While these images play a major role in the way scientists learn to counteract pathogens and cure disease, that’s not exactly how viruses and bacteria look in our bodies. These images are “colorized” from black-and-white images—meaning they are digitally enhanced on a computer. At NIAID, capturing and enhancing these images takes a close collaboration of science and art.
The parts of a cell include mitochondria, Golgi apparatus, cell membrane, and cell nucleus. A specially trained artist can color each of those cell parts to help the scientist identify, for example, how and where a virus or bacterium enters and attacks the cell. The fact that the final image happens to resemble a piece of art is an added bonus.

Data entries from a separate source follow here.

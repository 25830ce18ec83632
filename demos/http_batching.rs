//! HTTP batching example
//!
//! Demonstrates batched delivery with retries. A stand-in transport prints
//! each batch and fails every third request so the retry path is visible.
//!
//! Run with: cargo run --example http_batching

use rust_log_dispatch::prelude::*;
use rust_log_dispatch::sinks::{Backoff, HttpRequest, HttpSink, HttpSinkConfig, Transport};
use rust_log_dispatch::LoggerError;
use std::sync::atomic::{AtomicUsize, Ordering};
use std::time::Duration;

struct PrintingTransport {
    requests: AtomicUsize,
}

impl Transport for PrintingTransport {
    fn send(&self, request: &HttpRequest) -> Result<()> {
        let n = self.requests.fetch_add(1, Ordering::SeqCst) + 1;
        if n % 3 == 0 {
            println!("   request #{} -> 503", n);
            return Err(LoggerError::http_status(&request.url, 503));
        }
        let batch: Vec<serde_json::Value> = serde_json::from_slice(&request.body)?;
        println!(
            "   request #{} {} {} -> 200 ({} records)",
            n,
            request.method.as_str(),
            request.url,
            batch.len()
        );
        Ok(())
    }
}

fn main() -> Result<()> {
    println!("=== Rust Log Dispatch - HTTP Batching Example ===\n");

    let config = HttpSinkConfig::new("https://logs.example.com/ingest")
        .with_header("Authorization", "Bearer demo-token")
        .with_batch_size(10)
        .with_interval(Duration::from_millis(200))
        .with_retry_count(2)
        .with_backoff(Backoff::new(
            Duration::from_millis(20),
            Duration::from_millis(100),
        ));
    let sink = HttpSink::with_transport(
        config,
        PrintingTransport {
            requests: AtomicUsize::new(0),
        },
    )?;
    let metrics = sink.metrics();

    let logger = Logger::builder()
        .sink(sink)
        .on_sink_error(|failure| eprintln!("   delivery failed: {}", failure.error))
        .build()?;

    println!("1. Logging 35 records in batches of 10:");
    for i in 0..35 {
        logger
            .info_builder()
            .message("order placed")
            .field("order_id", i)
            .log();
    }
    logger.flush()?;
    std::thread::sleep(Duration::from_millis(300));

    println!("\n2. Closing sends the remainder:");
    let failures = logger.close();

    println!(
        "\n=== Example completed: {} batches, {} records sent, {} failures ===",
        metrics.batches_sent(),
        metrics.records_sent(),
        failures.len()
    );

    Ok(())
}
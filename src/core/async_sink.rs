//! Async sink trait for destinations with native async I/O

use super::error::Result;
use super::log_record::LogRecord;
use async_trait::async_trait;

/// Asynchronous counterpart of [`Sink`](super::Sink)
///
/// Register one through [`AsyncSinkBridge`](crate::sinks::AsyncSinkBridge),
/// which runs it on a tokio runtime and hands its writes to the dispatch
/// engine as pending results.
///
/// # Example
///
/// ```no_run
/// use rust_log_dispatch::core::{AsyncSink, LogRecord, Result};
/// use async_trait::async_trait;
///
/// struct QueueSink;
///
/// #[async_trait]
/// impl AsyncSink for QueueSink {
///     fn name(&self) -> &str {
///         "queue"
///     }
///
///     async fn write(&mut self, record: &LogRecord) -> Result<()> {
///         // publish asynchronously
///         let _ = record.message();
///         Ok(())
///     }
/// }
/// ```
#[async_trait]
pub trait AsyncSink: Send + 'static {
    fn name(&self) -> &str;

    async fn write(&mut self, record: &LogRecord) -> Result<()>;

    async fn flush(&mut self) -> Result<()> {
        Ok(())
    }

    /// Release resources, flushing first
    async fn close(&mut self) -> Result<()> {
        self.flush().await
    }
}
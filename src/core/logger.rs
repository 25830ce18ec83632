//! Main logger implementation

use super::{
    buffer::BufferConfig,
    config::LoggerConfig,
    delivery_policy::{DeliveryMode, DeliveryPolicy},
    dispatch::{DispatchConfig, Dispatcher},
    error::Result,
    error_channel::{stderr_handler, ErrorHandler, SinkFailure},
    log_context::{merge_missing, ContextGuard, FieldValue, Fields, LogContext, LoggerContext},
    log_level::LogLevel,
    log_record::RecordDraft,
    metrics::LoggerMetrics,
    pipeline::{Pipeline, PipelineContext, Plugin, StepOutcome},
    sink::{Environment, Sink, SinkOptions},
};
use parking_lot::RwLock;
use std::sync::Arc;

/// Structured logger handle
///
/// Cheap to clone: clones and [`child`](Logger::child) loggers share the
/// same sinks, buffer, level and metrics. The engine closes when
/// [`close`](Logger::close) is called or the last handle is dropped.
#[derive(Clone)]
pub struct Logger {
    dispatcher: Arc<Dispatcher>,
    min_level: Arc<RwLock<LogLevel>>,
    pipeline: Pipeline,
    /// Fixed bindings: builder, plugins, and every `child()` up the chain
    bindings: Arc<Fields>,
    context: LoggerContext,
    correlation_id: Option<Arc<str>>,
    metrics: Arc<LoggerMetrics>,
}
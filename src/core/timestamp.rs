//! Timestamp formatting for rendered records and rotated file names

use chrono::{DateTime, Utc};
use serde::{Deserialize, Serialize};

/// Timestamp layout used when a record is rendered as text
///
/// # Examples
///
/// ```
/// use rust_log_dispatch::core::TimestampFormat;
/// use chrono::{TimeZone, Utc};
///
/// let at = Utc.with_ymd_and_hms(2025, 1, 8, 10, 30, 45).unwrap();
/// assert_eq!(TimestampFormat::Iso8601.format(&at), "2025-01-08T10:30:45.000Z");
/// assert_eq!(TimestampFormat::UnixMillis.format(&at), "1736332245000");
/// ```
#[derive(Debug, Clone, Default, PartialEq, Eq, Serialize, Deserialize)]
#[serde(rename_all = "snake_case")]
pub enum TimestampFormat {
    /// `2025-01-08T10:30:45.123Z`
    #[default]
    Iso8601,

    /// `2025-01-08T10:30:45.123+00:00`
    Rfc3339,

    /// `1736332245123`
    UnixMillis,

    /// Any strftime-compatible pattern
    Custom(String),
}

impl TimestampFormat {
    #[must_use]
    pub fn format(&self, datetime: &DateTime<Utc>) -> String {
        match self {
            TimestampFormat::Iso8601 => datetime.format("%Y-%m-%dT%H:%M:%S%.3fZ").to_string(),
            TimestampFormat::Rfc3339 => {
                datetime.to_rfc3339_opts(chrono::SecondsFormat::Millis, false)
            }
            TimestampFormat::UnixMillis => datetime.timestamp_millis().to_string(),
            TimestampFormat::Custom(format_str) => datetime.format(format_str).to_string(),
        }
    }

    /// JSON value for this timestamp: a number for numeric formats
    pub(crate) fn to_json_value(&self, datetime: &DateTime<Utc>) -> serde_json::Value {
        match self {
            TimestampFormat::UnixMillis => datetime.timestamp_millis().into(),
            _ => self.format(datetime).into(),
        }
    }

    #[must_use]
    pub fn is_numeric(&self) -> bool {
        matches!(self, TimestampFormat::UnixMillis)
    }
}

/// Stamp embedded in rotated file names: `20250108-103045.123`
pub(crate) fn rotation_stamp(datetime: &DateTime<Utc>) -> String {
    datetime.format("%Y%m%d-%H%M%S%.3f").to_string()
}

The two most common types of images produced by NIAID scientists on heavy-duty electron microscopes show either the surface of a sample using a scanning electron microscope, or SEM, or show what’s happening inside a sample using a transmission electron microscope, or TEM. To understand how SEM images are produced, think of how satellites map the Earth by bouncing a signal back and forth. The process of producing TEM images is like shining a bright light at an object and then collecting a picture of the shadow behind the object. For electron microscopes, the electrons emitted in a beam create the SEM map and TEM shadows. SEM images are excellent for showing where and how a virus or bacteria may enter or leave a cell. TEM images are used to show what the virus or bacteria do once they are inside a cell—how they manipulate the cell to reproduce and spread.
The process begins with a scientist explaining their project to a microscopist so they know how to prepare a sample and what types of images may answer a specific question. Prior to sharing their virus or bacteria samples with the microscopist, the scientist “fixes,” or kills, the virus or bacteria in the sample so there is no risk of infection.
To prepare a typical SEM sample of infected cells, the microscopist receives “fixed” infected or uninfected cells on a small coverslip or silicon chip that serves as a mount for the microscope. The cells are further fixed with chemicals to keep structures intact. The cells must then be dried in a way that keeps them from collapsing under the vacuum in the electron microscope. The key to a good SEM sample is preserving key structural elements scientists need to study even with the water removed. The sample then is coated with a thin layer of metal so that the electrons don’t damage the sample during imaging.
To prepare a TEM sample of chemically fixed viruses or bacteria, the microscopist can put a small droplet of suspended viruses or bacteria directly on a thin film. A chemical stain is then applied to help visualize the tiny viruses and bacteria under the TEM. Host cells that have been grown and infected with viruses or bacteria can be treated similarly to the SEM samples. Instead of completely drying the samples, the water is replaced with a dehydrating alcohol and then a liquid plastic. After samples are embedded in the plastic, they can then be sliced—like a microscopic loaf of bread—into 10,000 segments of a single millimeter. The microscopist then places a single slice of a sample on a small screen called a grid, which is about the size of a pinhead. They then navigate the grid under the microscope to locate desired regions of interest, often magnified several thousand times their original size. When they find something of interest, the microscopist takes a digital picture of the microscope image.
After discussing the importance of each element of the image with the scientist, a visual artist then begins colorizing the images to help distinguish its important elements. The artists’ job requires a deep understanding of light in order to capture the highlights and shadows that bring out the dimensions of the microscopic image. Next, the artist works with the scientist to crop the image for the best composition around a scientific focal point. Finally, they select a color palette to enhance the details and create an engaging image.
These techniques were recently applied to help scientists visualize SARS-CoV-2, the novel coronavirus that causes COVID-19. For these images, the samples were magnified to between 30,000 and 90,000 times their actual size.